* [Required work]
If a line in the entries below includes "MapState", show that line.

* [Collected data entries]
▽

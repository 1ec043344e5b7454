//! Background fetches owned by a view.
//!
//! A `Query<T>` runs its fetcher on the tokio runtime and hands the result
//! back through a oneshot channel that the view polls on each tick. The
//! spawned task is aborted on refetch and when the query is dropped, so a
//! view the user has navigated away from never receives a late result.

use std::future::Future;
use std::pin::Pin;
use tokio::sync::oneshot;
use tokio::task::JoinHandle;

#[derive(Debug, Clone)]
pub enum QueryState<T> {
  /// Not started yet
  Idle,
  Loading,
  Success(T),
  Error(String),
}

impl<T> QueryState<T> {
  pub fn is_loading(&self) -> bool {
    matches!(self, QueryState::Loading)
  }

  pub fn data(&self) -> Option<&T> {
    match self {
      QueryState::Success(data) => Some(data),
      _ => None,
    }
  }

  pub fn error(&self) -> Option<&str> {
    match self {
      QueryState::Error(e) => Some(e),
      _ => None,
    }
  }
}

type BoxFuture<T> = Pin<Box<dyn Future<Output = Result<T, String>> + Send>>;

type FetcherFn<T> = Box<dyn Fn() -> BoxFuture<T> + Send + Sync>;

struct InFlight<T> {
  receiver: oneshot::Receiver<Result<T, String>>,
  handle: JoinHandle<()>,
}

pub struct Query<T> {
  state: QueryState<T>,
  fetcher: FetcherFn<T>,
  in_flight: Option<InFlight<T>>,
}

impl<T: Send + 'static> Query<T> {
  /// The fetcher is called again on every `fetch`/`refetch`, so it should
  /// clone whatever services it captures into the returned future.
  pub fn new<F, Fut>(fetcher: F) -> Self
  where
    F: Fn() -> Fut + Send + Sync + 'static,
    Fut: Future<Output = Result<T, String>> + Send + 'static,
  {
    Self {
      state: QueryState::Idle,
      fetcher: Box::new(move || Box::pin(fetcher())),
      in_flight: None,
    }
  }

  pub fn state(&self) -> &QueryState<T> {
    &self.state
  }

  pub fn data(&self) -> Option<&T> {
    self.state.data()
  }

  pub fn data_mut(&mut self) -> Option<&mut T> {
    match &mut self.state {
      QueryState::Success(data) => Some(data),
      _ => None,
    }
  }

  pub fn is_loading(&self) -> bool {
    self.state.is_loading()
  }

  pub fn error(&self) -> Option<&str> {
    self.state.error()
  }

  /// Start fetching unless a fetch is already running.
  pub fn fetch(&mut self) {
    if self.state.is_loading() {
      return;
    }
    self.start_fetch();
  }

  /// Abort whatever is running and start over.
  pub fn refetch(&mut self) {
    self.cancel();
    self.start_fetch();
  }

  /// Abort the running fetch, if any. A loading query goes back to idle.
  pub fn cancel(&mut self) {
    if let Some(in_flight) = self.in_flight.take() {
      in_flight.handle.abort();
      if self.state.is_loading() {
        self.state = QueryState::Idle;
      }
    }
  }

  /// Pick up a finished result. Returns true when the state changed.
  pub fn poll(&mut self) -> bool {
    let Some(in_flight) = self.in_flight.as_mut() else {
      return false;
    };

    match in_flight.receiver.try_recv() {
      Ok(Ok(data)) => {
        self.state = QueryState::Success(data);
        self.in_flight = None;
        true
      }
      Ok(Err(error)) => {
        self.state = QueryState::Error(error);
        self.in_flight = None;
        true
      }
      Err(oneshot::error::TryRecvError::Empty) => false,
      Err(oneshot::error::TryRecvError::Closed) => {
        self.state = QueryState::Error("Query was cancelled".to_string());
        self.in_flight = None;
        true
      }
    }
  }

  fn start_fetch(&mut self) {
    let (tx, rx) = oneshot::channel();
    self.state = QueryState::Loading;

    let future = (self.fetcher)();
    let handle = tokio::spawn(async move {
      let result = future.await;
      // Receiver may be gone
      let _ = tx.send(result);
    });
    self.in_flight = Some(InFlight {
      receiver: rx,
      handle,
    });
  }
}

impl<T> Drop for Query<T> {
  fn drop(&mut self) {
    if let Some(in_flight) = self.in_flight.take() {
      in_flight.handle.abort();
    }
  }
}

impl<T: std::fmt::Debug> std::fmt::Debug for Query<T> {
  fn fmt(&self, f: &mut std::fmt::Formatter<'_>) -> std::fmt::Result {
    f.debug_struct("Query")
      .field("state", &self.state)
      .field("in_flight", &self.in_flight.is_some())
      .finish_non_exhaustive()
  }
}
//! Map state for the explorer: a viewport and a set of region markers.
//!
//! Rendering lives in the explorer view, which projects `Viewport::bounds`
//! onto a ratatui canvas. This module only tracks what is shown where.

use tracing::{debug, error};

use crate::api::types::{Region, RegionId};

pub const DEFAULT_CENTER: (f64, f64) = (-2.5489, 118.0149);
pub const DEFAULT_ZOOM: u8 = 5;
pub const FOCUS_ZOOM: u8 = 8;
pub const MAX_ZOOM: u8 = 18;

/// Fraction of the marker extent added on every side by `fit_bounds`.
const FIT_PADDING: f64 = 0.1;

#[derive(Debug, Clone, Copy, PartialEq)]
pub struct Bounds {
  pub south: f64,
  pub west: f64,
  pub north: f64,
  pub east: f64,
}

impl Bounds {
  fn around(points: impl Iterator<Item = (f64, f64)>) -> Option<Self> {
    points.fold(None, |acc: Option<Bounds>, (lat, lng)| {
      Some(match acc {
        None => Bounds {
          south: lat,
          west: lng,
          north: lat,
          east: lng,
        },
        Some(b) => Bounds {
          south: b.south.min(lat),
          west: b.west.min(lng),
          north: b.north.max(lat),
          east: b.east.max(lng),
        },
      })
    })
  }

  pub fn pad(&self, ratio: f64) -> Self {
    let dlat = (self.north - self.south) * ratio;
    let dlng = (self.east - self.west) * ratio;
    Bounds {
      south: self.south - dlat,
      west: self.west - dlng,
      north: self.north + dlat,
      east: self.east + dlng,
    }
  }

  pub fn center(&self) -> (f64, f64) {
    ((self.south + self.north) / 2.0, (self.west + self.east) / 2.0)
  }

  pub fn contains(&self, lat: f64, lng: f64) -> bool {
    lat >= self.south && lat <= self.north && lng >= self.west && lng <= self.east
  }
}

/// What part of the world is on screen.
#[derive(Debug, Clone, Copy, PartialEq)]
pub struct Viewport {
  pub center: (f64, f64),
  pub zoom: u8,
}

impl Viewport {
  /// Degrees of longitude visible at `zoom`. Zoom 0 is four world widths,
  /// each level halves it.
  pub fn lng_span(zoom: u8) -> f64 {
    360.0 * 4.0 / f64::from(1u32 << zoom.min(MAX_ZOOM))
  }

  pub fn lat_span(zoom: u8) -> f64 {
    Self::lng_span(zoom) / 2.0
  }

  pub fn bounds(&self) -> Bounds {
    let half_lat = Self::lat_span(self.zoom) / 2.0;
    let half_lng = Self::lng_span(self.zoom) / 2.0;
    Bounds {
      south: self.center.0 - half_lat,
      west: self.center.1 - half_lng,
      north: self.center.0 + half_lat,
      east: self.center.1 + half_lng,
    }
  }

  /// Tightest view that still shows all of `bounds`.
  fn fitting(bounds: &Bounds) -> Self {
    let height = bounds.north - bounds.south;
    let width = bounds.east - bounds.west;
    let zoom = (0..=MAX_ZOOM)
      .rev()
      .find(|z| Self::lat_span(*z) >= height && Self::lng_span(*z) >= width)
      .unwrap_or(0);
    Viewport {
      center: bounds.center(),
      zoom,
    }
  }
}

#[derive(Debug, Clone, PartialEq)]
pub struct Marker {
  pub lat: f64,
  pub lng: f64,
  pub title: String,
  pub region_id: Option<RegionId>,
}

#[derive(Debug)]
struct MapState {
  viewport: Viewport,
  markers: Vec<Marker>,
}

#[derive(Debug, Default)]
pub struct MapService {
  state: Option<MapState>,
}

impl MapService {
  pub fn new() -> Self {
    Self::default()
  }

  /// (Re)create the map, dropping any previous markers.
  pub fn init_map(&mut self, center: Option<(f64, f64)>, zoom: Option<u8>) {
    self.state = Some(MapState {
      viewport: Viewport {
        center: center.unwrap_or(DEFAULT_CENTER),
        zoom: zoom.unwrap_or(DEFAULT_ZOOM).min(MAX_ZOOM),
      },
      markers: Vec::new(),
    });
    debug!("Map initialized");
  }

  fn state_mut(&mut self) -> Option<&mut MapState> {
    if self.state.is_none() {
      error!("Map not initialized");
    }
    self.state.as_mut()
  }

  pub fn add_marker(&mut self, marker: Marker) -> bool {
    match self.state_mut() {
      Some(state) => {
        state.markers.push(marker);
        true
      }
      None => false,
    }
  }

  /// One marker per region; regions without coordinates are skipped.
  pub fn add_multiple_markers(&mut self, regions: &[Region]) {
    for region in regions {
      let Some((lat, lng)) = region.coordinates() else {
        continue;
      };
      self.add_marker(Marker {
        lat,
        lng,
        title: region.name.clone(),
        region_id: Some(region.id),
      });
    }
  }

  pub fn clear_markers(&mut self) {
    if let Some(state) = self.state.as_mut() {
      state.markers.clear();
    }
  }

  pub fn set_center(&mut self, lat: f64, lng: f64, zoom: Option<u8>) {
    if let Some(state) = self.state_mut() {
      state.viewport = Viewport {
        center: (lat, lng),
        zoom: zoom.unwrap_or(FOCUS_ZOOM).min(MAX_ZOOM),
      };
    }
  }

  /// Frame all markers with some padding. No-op without markers.
  pub fn fit_bounds(&mut self) {
    let Some(state) = self.state.as_mut() else {
      return;
    };
    if let Some(bounds) = Bounds::around(state.markers.iter().map(|m| (m.lat, m.lng))) {
      state.viewport = Viewport::fitting(&bounds.pad(FIT_PADDING));
    }
  }

  pub fn zoom_by(&mut self, delta: i8) {
    if let Some(state) = self.state_mut() {
      let zoom = i16::from(state.viewport.zoom) + i16::from(delta);
      state.viewport.zoom = zoom.clamp(0, i16::from(MAX_ZOOM)) as u8;
    }
  }

  pub fn viewport(&self) -> Option<Viewport> {
    self.state.as_ref().map(|s| s.viewport)
  }

  pub fn markers(&self) -> &[Marker] {
    self
      .state
      .as_ref()
      .map(|s| s.markers.as_slice())
      .unwrap_or(&[])
  }
}

#[cfg(test)]
mod tests {
  use super::*;

  fn region(id: RegionId, name: &str, coords: Option<(f64, f64)>) -> Region {
    Region {
      id,
      name: name.to_string(),
      category: "Provinsi".to_string(),
      latitude: coords.map(|c| c.0),
      longitude: coords.map(|c| c.1),
      description: None,
      emoji: "📍".to_string(),
    }
  }

  #[test]
  fn test_operations_before_init_do_nothing() {
    let mut map = MapService::new();
    map.add_multiple_markers(&[region(1, "Bali", Some((-8.4, 115.2)))]);
    map.set_center(0.0, 0.0, None);
    map.fit_bounds();

    assert!(map.markers().is_empty());
    assert!(map.viewport().is_none());
  }

  #[test]
  fn test_init_uses_default_view() {
    let mut map = MapService::new();
    map.init_map(None, None);
    assert_eq!(
      map.viewport(),
      Some(Viewport {
        center: DEFAULT_CENTER,
        zoom: DEFAULT_ZOOM
      })
    );
  }

  #[test]
  fn test_reinit_drops_markers() {
    let mut map = MapService::new();
    map.init_map(None, None);
    map.add_multiple_markers(&[region(1, "Bali", Some((-8.4, 115.2)))]);
    map.init_map(None, None);
    assert!(map.markers().is_empty());
  }

  #[test]
  fn test_regions_without_coordinates_are_skipped() {
    let mut map = MapService::new();
    map.init_map(None, None);
    map.add_multiple_markers(&[
      region(1, "Bali", Some((-8.4, 115.2))),
      region(2, "Entah", None),
    ]);

    assert_eq!(map.markers().len(), 1);
    assert_eq!(map.markers()[0].region_id, Some(1));

    map.clear_markers();
    assert!(map.markers().is_empty());
  }

  #[test]
  fn test_set_center_defaults_to_focus_zoom() {
    let mut map = MapService::new();
    map.init_map(None, None);
    map.set_center(-7.25, 112.75, None);
    assert_eq!(map.viewport().unwrap().zoom, FOCUS_ZOOM);
    assert_eq!(map.viewport().unwrap().center, (-7.25, 112.75));
  }

  #[test]
  fn test_fit_bounds_frames_all_markers() {
    let mut map = MapService::new();
    map.init_map(None, Some(2));
    map.add_multiple_markers(&[
      region(1, "Aceh", Some((4.69, 96.74))),
      region(2, "Papua", Some((-4.27, 138.08))),
    ]);
    map.fit_bounds();

    let viewport = map.viewport().unwrap();
    let bounds = viewport.bounds();
    for marker in map.markers() {
      assert!(bounds.contains(marker.lat, marker.lng));
    }
    // 41 degrees wide plus padding needs the 90 degree view
    assert_eq!(viewport.zoom, 4);
  }

  #[test]
  fn test_fit_bounds_without_markers_keeps_view() {
    let mut map = MapService::new();
    map.init_map(None, None);
    map.fit_bounds();
    assert_eq!(map.viewport().unwrap().zoom, DEFAULT_ZOOM);
  }

  #[test]
  fn test_zoom_is_clamped() {
    let mut map = MapService::new();
    map.init_map(None, Some(MAX_ZOOM));
    map.zoom_by(3);
    assert_eq!(map.viewport().unwrap().zoom, MAX_ZOOM);
    map.zoom_by(-30);
    assert_eq!(map.viewport().unwrap().zoom, 0);
  }
}
//! Short-lived response cache for GET requests.
//!
//! Entries are keyed by a hash of endpoint + request options and expire a
//! fixed time after insertion. There is no size bound; stale entries are
//! dropped lazily when a lookup finds them.

mod key;
mod layer;
mod storage;

pub use key::cache_key;
pub use layer::ResponseCache;
pub use storage::{CacheEntry, CacheStorage, MemoryStorage, NoopStorage};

△

* [Answer area]
struct MapState {
  state: Option<MapState>,
    self.state = Some(MapState {
  fn state_mut(&mut self) -> Option<&mut MapState> {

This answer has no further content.